Mikey is starting to trail behind on our way to the armoury, kicking odd stones that keep clipping the back of my heels.

"You wanna hurry up?" I ask, entertained by his attitude.

I hear him sigh as he trudges after me. "I'm not so sure this is a great idea anymore..."

"You asked me to teach you how to kill walkers," I tell him simply as we arrive at Olivia and Enid's back door, the basement steps closest to the armoury. I trot down the concrete steps and wrap my fist against the door three times.

"Won't it be too dangerous?" Mikey asks with pause in his voice.

I shake my head, turning to face him as he lingers at the top of the concrete steps leading down.

"I've got patrol with Rosita today," I tell him. "I spoke to her about it, and she's fine if you tag along... kinda."

"Kinda?" Mikey frowns.

"It's fine."

"But what if we run into a horde? What if we get stuck out there? What if-"

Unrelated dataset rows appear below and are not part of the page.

//! Built-in starter corpus for the demo binary and offline operation.
//!
//! Statements are phrased the way a fact-check summary would state them, so
//! the entailment classifier sees complete declarative sentences.

use super::{CorpusRecord, CorpusVerdict};
use crate::hashing::statement_id;

fn record(
    statement: &str,
    verdict: CorpusVerdict,
    source_name: &str,
    source_url: &str,
    category: &str,
) -> CorpusRecord {
    CorpusRecord {
        id: statement_id(statement),
        statement: statement.to_string(),
        verdict,
        source_name: source_name.to_string(),
        source_url: source_url.to_string(),
        category: category.to_string(),
    }
}

/// Returns the starter records.
pub fn starter_records() -> Vec<CorpusRecord> {
    vec![
        record(
            "5G mobile networks cannot spread or transmit coronavirus; viruses do not travel on radio waves or mobile signals.",
            CorpusVerdict::True,
            "World Health Organization",
            "https://www.who.int/emergencies/diseases/novel-coronavirus-2019/advice-for-public/myth-busters",
            "health",
        ),
        record(
            "Vaccines do not cause autism; large studies across multiple countries have found no link between childhood vaccination and autism.",
            CorpusVerdict::True,
            "Centers for Disease Control and Prevention",
            "https://www.cdc.gov/vaccine-safety/about/autism.html",
            "health",
        ),
        record(
            "Global average surface temperature has risen by more than one degree Celsius since the late nineteenth century.",
            CorpusVerdict::True,
            "NASA Climate",
            "https://climate.nasa.gov/evidence/",
            "climate",
        ),
        record(
            "The Great Wall of China is visible to the naked eye from the Moon.",
            CorpusVerdict::False,
            "NASA",
            "https://www.nasa.gov/vision/space/workinginspace/great_wall.html",
            "science",
        ),
        record(
            "Drinking bleach or other disinfectants cures COVID-19.",
            CorpusVerdict::False,
            "World Health Organization",
            "https://www.who.int/emergencies/diseases/novel-coronavirus-2019/advice-for-public",
            "health",
        ),
        record(
            "Humans use only ten percent of their brains.",
            CorpusVerdict::False,
            "Snopes",
            "https://www.snopes.com/fact-check/ten-percent-brain/",
            "science",
        ),
        record(
            "The MMR vaccine causes autism in children.",
            CorpusVerdict::False,
            "FactCheck.org",
            "https://www.factcheck.org/2019/03/no-link-between-mmr-vaccine-autism/",
            "health",
        ),
        record(
            "Regular handwashing with soap reduces the spread of respiratory infections.",
            CorpusVerdict::True,
            "Centers for Disease Control and Prevention",
            "https://www.cdc.gov/clean-hands/about/index.html",
            "health",
        ),
        record(
            "Moderate coffee consumption is associated with both health benefits and health risks depending on dose and population.",
            CorpusVerdict::Mixed,
            "National Institutes of Health",
            "https://www.nih.gov/news-events/nih-research-matters/coffee-health",
            "health",
        ),
        record(
            "Goldfish have a memory span of only three seconds.",
            CorpusVerdict::False,
            "BBC",
            "https://www.bbc.com/future/article/20150114-do-goldfish-have-bad-memories",
            "science",
        ),
        record(
            "Lightning never strikes the same place twice.",
            CorpusVerdict::False,
            "National Weather Service",
            "https://www.weather.gov/safety/lightning-myths",
            "science",
        ),
        record(
            "Eating late at night always causes weight gain regardless of total daily intake.",
            CorpusVerdict::Mixed,
            "National Institutes of Health",
            "https://www.nih.gov/news-events/nih-research-matters/eating-late-weight",
            "health",
        ),
    ]
}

"Dude!" I interrupt him. "It's going to go fine. There is no one I trust more out there than Rosita."

That seems to put Mikey at ease.

Alexandria isn't the only thing that's changed in the last two months. I tried explaining it to Denise. But ever since Carl slipped into his coma, my head hasn't stopped. Hasn't stopped hating me. Hasn't stopped shouting at me. I tried to block it out with Mikey and Enid at the start. Spending my days playing questions and answers or sneaking booze out of the pantry reserves. But eventually, I always ended up back at the infirmary, sitting beside the same bed. I tried therapy with Denise. I tried helping with the expansion. But the infirmary didn't stop calling me. It wasn't until I joined the patrol crews that I could finally clear all the angry noises and guilty stomachaches. Maggie and Rick weren't keen on the idea at first. The two had given their best sceptical eyebrow raises when I propositioned it. But Glenn helped me talk them round, Sasha and Rosita too. Now I tend to out there more than in here. At least, that's what Mikey and Enid keep complaining about.

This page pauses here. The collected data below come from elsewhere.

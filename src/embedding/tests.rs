use super::*;

fn cosine(a: &[f32], b: &[f32]) -> f32 {
    let dot: f32 = a.iter().zip(b.iter()).map(|(x, y)| x * y).sum();
    let na: f32 = a.iter().map(|x| x * x).sum::<f32>().sqrt();
    let nb: f32 = b.iter().map(|x| x * x).sum::<f32>().sqrt();
    if na == 0.0 || nb == 0.0 { 0.0 } else { dot / (na * nb) }
}

#[tokio::test]
async fn test_hashing_embedder_dimension() {
    let embedder = HashingEmbedder::new(128);
    let v = embedder.embed("the earth orbits the sun").await.unwrap();
    assert_eq!(v.len(), 128);
    assert_eq!(embedder.embedding_dim(), 128);
}

#[tokio::test]
async fn test_hashing_embedder_is_deterministic() {
    let embedder = HashingEmbedder::default();
    let a = embedder.embed("vaccines are safe and effective").await.unwrap();
    let b = embedder.embed("vaccines are safe and effective").await.unwrap();
    assert_eq!(a, b);
}

#[tokio::test]
async fn test_hashing_embedder_output_is_unit_length() {
    let embedder = HashingEmbedder::default();
    let v = embedder.embed("global temperatures are rising").await.unwrap();
    let norm: f32 = v.iter().map(|x| x * x).sum::<f32>().sqrt();
    assert!((norm - 1.0).abs() < 1e-5);
}

#[tokio::test]
async fn test_overlapping_text_is_more_similar_than_disjoint() {
    let embedder = HashingEmbedder::default();
    let query = embedder.embed("5G networks spread coronavirus").await.unwrap();
    let related = embedder
        .embed("5G mobile networks cannot spread coronavirus")
        .await
        .unwrap();
    let unrelated = embedder
        .embed("goldfish remember things for months")
        .await
        .unwrap();

    assert!(cosine(&query, &related) > cosine(&query, &unrelated));
}

#[tokio::test]
async fn test_case_insensitive_tokens() {
    let embedder = HashingEmbedder::default();
    let upper = embedder.embed("SHOCKING Discovery").await.unwrap();
    let lower = embedder.embed("shocking discovery").await.unwrap();
    assert_eq!(upper, lower);
}

#[tokio::test]
async fn test_token_free_input_embeds_to_zero_vector() {
    let embedder = HashingEmbedder::default();
    let v = embedder.embed("!!! ... ---").await.unwrap();
    assert!(v.iter().all(|x| *x == 0.0));
}

#[tokio::test]
async fn test_batch_matches_single_embeds() {
    let embedder = HashingEmbedder::default();
    let texts = vec![
        "the moon orbits the earth".to_string(),
        "coffee may be good for you".to_string(),
    ];

    let batch = embedder.embed_batch(&texts).await.unwrap();
    for (text, batched) in texts.iter().zip(&batch) {
        let single = embedder.embed(text).await.unwrap();
        assert_eq!(&single, batched);
    }
}

#[tokio::test]
async fn test_empty_batch() {
    let embedder = HashingEmbedder::default();
    assert!(embedder.embed_batch(&[]).await.unwrap().is_empty());
}

#[test]
fn test_l2_normalize_leaves_zero_vector() {
    let mut v = vec![0.0f32; 4];
    l2_normalize(&mut v);
    assert!(v.iter().all(|x| *x == 0.0));
}

#[test]
fn test_l2_normalize_scales_to_unit() {
    let mut v = vec![3.0, 4.0];
    l2_normalize(&mut v);
    assert!((v[0] - 0.6).abs() < 1e-6);
    assert!((v[1] - 0.8).abs() < 1e-6);
}
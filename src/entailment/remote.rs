//! Thin client for an NLI inference endpoint.
//!
//! Wire contract: `POST {url}` with `{"premise": "...", "hypothesis": "..."}`,
//! response is a JSON array of `{"label": "...", "score": 0.0..1.0}` entries.
//! The highest-scoring label wins; `ENTAILMENT`/`CONTRADICTION` map onto
//! [`Relation::Supports`]/[`Relation::Contradicts`], anything else is neutral.

use async_trait::async_trait;
use serde::{Deserialize, Serialize};

use super::{EntailmentClassifier, EntailmentError, Relation};

#[derive(Serialize)]
struct NliRequest<'a> {
    premise: &'a str,
    hypothesis: &'a str,
}

#[derive(Deserialize)]
struct NliLabel {
    label: String,
    score: f32,
}

/// [`EntailmentClassifier`] backed by a remote NLI endpoint.
#[derive(Debug, Clone)]
pub struct RemoteNliClassifier {
    client: reqwest::Client,
    url: String,
}

impl RemoteNliClassifier {
    /// Creates a client for `url`.
    pub fn new(url: impl Into<String>) -> Self {
        Self {
            client: reqwest::Client::new(),
            url: url.into(),
        }
    }

    /// Returns the configured endpoint URL.
    pub fn url(&self) -> &str {
        &self.url
    }

    fn map_label(label: &str) -> Relation {
        if label.eq_ignore_ascii_case("entailment") {
            Relation::Supports
        } else if label.eq_ignore_ascii_case("contradiction") {
            Relation::Contradicts
        } else {
            Relation::Neutral
        }
    }
}

#[async_trait]
impl EntailmentClassifier for RemoteNliClassifier {
    async fn classify(
        &self,
        claim: &str,
        evidence: &str,
    ) -> Result<(Relation, f32), EntailmentError> {
        let response = self
            .client
            .post(&self.url)
            .json(&NliRequest {
                premise: evidence,
                hypothesis: claim,
            })
            .send()
            .await
            .map_err(|e| EntailmentError::RequestFailed {
                url: self.url.clone(),
                message: e.to_string(),
            })?
            .error_for_status()
            .map_err(|e| EntailmentError::RequestFailed {
                url: self.url.clone(),
                message: e.to_string(),
            })?;

        let labels: Vec<NliLabel> =
            response
                .json()
                .await
                .map_err(|e| EntailmentError::InvalidResponse {
                    reason: e.to_string(),
                })?;

        let top = labels
            .into_iter()
            .max_by(|a, b| a.score.total_cmp(&b.score))
            .ok_or_else(|| EntailmentError::InvalidResponse {
                reason: "empty label list".to_string(),
            })?;

        Ok((Self::map_label(&top.label), top.score.clamp(0.0, 1.0)))
    }
}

The door to Olivia's finally swings open, Enid on the other side, letting us in and leading us to the armoury, telling us on the way, "Olivia's busy doing a food stock check, so I'll sign your stuff out."

"Sure you don't want to come?" Mikey asks hopefully.

Enid crinkles her nose and shrugs, scratching her head with her wrist. "I'm good."

I sign out my rifle. Mikey takes the pistol Rick gave him in his shooting lesson. Since shooting Ron, Mikey's decided he doesn't want to carry it around with him inside the walls. He told me once that he thinks it hates him.

"Want a machete?" Enid hums, her hoodie sleeves covering her hands as she wraps them under and around the weapon stock book.

I pat on my hammer and shake my head. "You grab one, Mikey."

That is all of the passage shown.